Capurro

Un parque oscuro

18 de mayo

Gabriel Mallo ya no podrá explicar ni explicarse cómo ha llegado, en la madrugada, hasta el parque abandonado, mugriento y oscuro, donde el auto, con las luces apagadas, se sacude rítmicamente ante cada una de sus embestidas sobre el cuerpo del adolescente. No imagina lo que le aguarda.

—No, acá no; están los botones dando vueltas, ni en pedo me van a encerrar. Arrancá.

Lo levantó en el corazón de otro parque, casi en el centro de la ciudad, donde concurre noche a noche, luego de retirarse del restó que dirige su esposa, a pocas cuadras, en el bulevar. Allí recibe —acicalado, servicial y elegante— a los comensales amigos del poder, recomendando vinos y sus artificiales maridajes con los platos del menú breve y exclusivo.

Lo ha inquietado la orden de su acompañante: atravesar la ciudad, ingresar en zona de riesgo; pero no puede escapar a la ley del deseo. Tampoco ha visto el auto que lo sigue, con prudencia y a distancia, que conoce su destino.

No le sirvió el escarmiento en la granja —pocos meses, cómoda estancia, casi de recreo— ni la provisoria de la que goza hasta la sentencia definitiva, que no imagina está a punto de dictarse.

Para la prensa, Gabriel Mallo fue G. M. durante unos cuántos días, empresario gastronómico de setenta y dos años, ni siquiera nombraban sus restoranes, el del bulevar ni el del balneario. No sabía que era menor, declaró ante el juez. Dice que le preguntó la edad apenas la conoció en el boliche, en Melo. Ella le dijo dieciocho; él aceptó y nunca más, durante meses, le volvió a preguntar.

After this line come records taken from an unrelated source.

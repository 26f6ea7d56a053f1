use {
    crate::config::Config,
    std::{io::IsTerminal, panic::PanicHookInfo, sync::Once},
    time::macros::format_description,
    tracing::Level,
    tracing_subscriber::{
        EnvFilter,
        fmt::{time::UtcTime, writer::MakeWriterExt as _},
        prelude::*,
        util::SubscriberInitExt,
    },
};

/// Initializes tracing setup that is shared between the binaries.
/// The `env_filter` of the config has similar syntax to env_logger. It is
/// documented at
/// https://docs.rs/tracing-subscriber/latest/tracing_subscriber/filter/struct.EnvFilter.html
pub fn initialize(config: &Config) {
    set_tracing_subscriber(config);
    std::panic::set_hook(Box::new(tracing_panic_hook));
}

/// Like [`initialize`], but can be called multiple times in a row. Later calls
/// are ignored.
///
/// Useful for tests.
pub fn initialize_reentrant(env_filter: &str) {
    // The tracing subscriber below is global object so initializing it again in the
    // same process by a different thread would fail.
    static ONCE: Once = Once::new();
    ONCE.call_once(|| {
        let config = Config::default()
            .with_env_filter(env_filter)
            .with_stderr_threshold(Level::ERROR);
        set_tracing_subscriber(&config);
        std::panic::set_hook(Box::new(tracing_panic_hook));
    });
}

fn set_tracing_subscriber(config: &Config) {
    let stderr_threshold = config.stderr_threshold.unwrap_or(Level::ERROR);

    // The plain and the JSON layers have different types, so the shared part
    // of their setup is stamped out twice.
    macro_rules! fmt_layer {
        () => {{
            tracing_subscriber::fmt::layer()
                .with_writer(
                    std::io::stdout
                        .with_min_level(stderr_threshold)
                        .or_else(std::io::stderr),
                )
                .with_timer(UtcTime::new(format_description!(
                    "[year]-[month]-[day]T[hour]:[minute]:[second].[subsecond digits:3]Z"
                )))
                .with_ansi(std::io::stdout().is_terminal())
        }};
    }

    let json = config.use_json_format.then(|| fmt_layer!().json());
    let plain = (!config.use_json_format).then(|| fmt_layer!());

    tracing_subscriber::registry()
        .with(EnvFilter::new(&config.env_filter))
        .with(json)
        .with(plain)
        .init();
    tracing::info!(json = config.use_json_format, "initialized logging");
}

/// Panic hook that prints roughly the same message as the default panic hook
/// but uses tracing:error instead of stderr.
///
/// Useful when we want panic messages to have the proper log format for Kibana.
fn tracing_panic_hook(panic: &PanicHookInfo) {
    let thread = std::thread::current();
    let name = thread.name().unwrap_or("<unnamed>");
    let backtrace = std::backtrace::Backtrace::force_capture();
    tracing::error!("thread '{name}' {panic}\nstack backtrace:\n{backtrace}");
}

El padre de la niña no fue a dar a ninguna granja y a esta misma hora está en una celda —si fuese posible— aún más negra que el parque, donde su tiempo se gasta, más que en arrepentirse, en evitar el escarmiento carcelero que es de estilo para quien vendió a su hija, Marilyn. En otra celda, la del hogar, engrillado y solo, el novio no logra entender cómo fue que la justicia derivó en tragedia, Gabriel Mallo sigue vivo y su disparo redentor, que iba directo a la nuca del viejo, liquidó a la única inocente.

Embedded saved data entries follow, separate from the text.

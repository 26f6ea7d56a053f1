pub use load::load;
use {
    serde::Deserialize,
    std::{collections::BTreeMap, time::Duration},
    url::Url,
};

mod load;

#[derive(Debug, Deserialize)]
#[serde(rename_all = "kebab-case", deny_unknown_fields)]
struct Config {
    /// How long buyers get to answer a contextual bid request.
    #[serde(
        with = "humantime_serde",
        default = "default_contextual_auction_timeout"
    )]
    contextual_auction_timeout: Duration,

    /// Bid responses larger than this many bytes are treated as failures.
    #[serde(default = "default_response_size_limit")]
    response_size_limit: usize,

    seller: SellerConfig,

    /// The buyers asked for contextual bids, in tie-break order.
    #[serde(default, rename = "buyer")]
    buyers: Vec<BuyerConfig>,

    /// Where the seller reads its own signals from.
    signal_store: Option<SignalStoreConfig>,

    /// Enables the sequential auction coordinator.
    sequential: Option<SequentialConfig>,
}

#[derive(Debug, Deserialize)]
#[serde(rename_all = "kebab-case", deny_unknown_fields)]
struct SellerConfig {
    origin: String,
    decision_logic_url: Url,
    trusted_scoring_signals_url: Option<Url>,
    #[serde(default = "default_currency")]
    currency: String,
    requested_size: Option<SizeConfig>,
    /// Substituted for the VAST macros of render URLs.
    vast_url: Option<Url>,
    #[serde(default)]
    real_time_reporting: bool,
}

#[derive(Debug, Deserialize)]
#[serde(rename_all = "kebab-case", deny_unknown_fields)]
struct SizeConfig {
    width: String,
    height: String,
}

#[derive(Debug, Deserialize)]
#[serde(rename_all = "kebab-case", deny_unknown_fields)]
struct BuyerConfig {
    origin: String,
    bid_endpoint: Url,
}

#[derive(Debug, Deserialize)]
#[serde(tag = "kind", rename_all = "kebab-case", deny_unknown_fields)]
enum SignalStoreConfig {
    Static {
        #[serde(default)]
        signals: BTreeMap<String, serde_json::Value>,
        /// Defaults to all configured signals.
        keys: Option<Vec<String>>,
    },
    Http {
        url: Url,
        #[serde(default)]
        keys: Vec<String>,
    },
}

#[derive(Debug, Deserialize)]
#[serde(rename_all = "kebab-case", deny_unknown_fields)]
struct SequentialConfig {
    /// Messages from origins not starting with this prefix are dropped.
    allowed_origin_prefix: String,
    /// Decision logic of the top-level auction. Defaults to the one of the
    /// seller.
    decision_logic_url: Option<Url>,
    trusted_scoring_signals_url: Option<Url>,
    #[serde(default, rename = "seller")]
    sellers: Vec<RemoteSellerConfig>,
}

#[derive(Debug, Deserialize)]
#[serde(rename_all = "kebab-case", deny_unknown_fields)]
struct RemoteSellerConfig {
    origin: String,
    contextual_bid_endpoint: Url,
}

fn default_contextual_auction_timeout() -> Duration {
    Duration::from_secs(5)
}

fn default_response_size_limit() -> usize {
    1_000_000
}

fn default_currency() -> String {
    "USD".to_owned()
}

Pero ahora Gabriel Mallo ha detenido finalmente su auto —evitando los escasos focos, adentrándose entre los árboles, con vista a la bahía, en el borde de la autopista— en lo que resta del parque que fue patricio hace un siglo. Los cuerpos se desplazan en su interior, los asientos declinan y, desde donde es observado, apenas asoma su calva.

El silencio es absoluto y el perseguidor, que ha dejado su auto sobre la avenida, avanza sin prisa —caminando sobre los pastos cubiertos de desperdicios— hasta poder completar la escena, de pie e inmóvil frente al parabrisas. Puede ver la nuca de Gabriel Mallo que —su camisa por fuera del pantalón cubriendo sus nalgas— rebuzna en el cuello del que acostado boca abajo se queja ante cada atacada del viejo.

Pero esta vez a Gabriel Mallo no le darán aviso, como hizo el noviecito sin experiencia. Es su final y es el comienzo.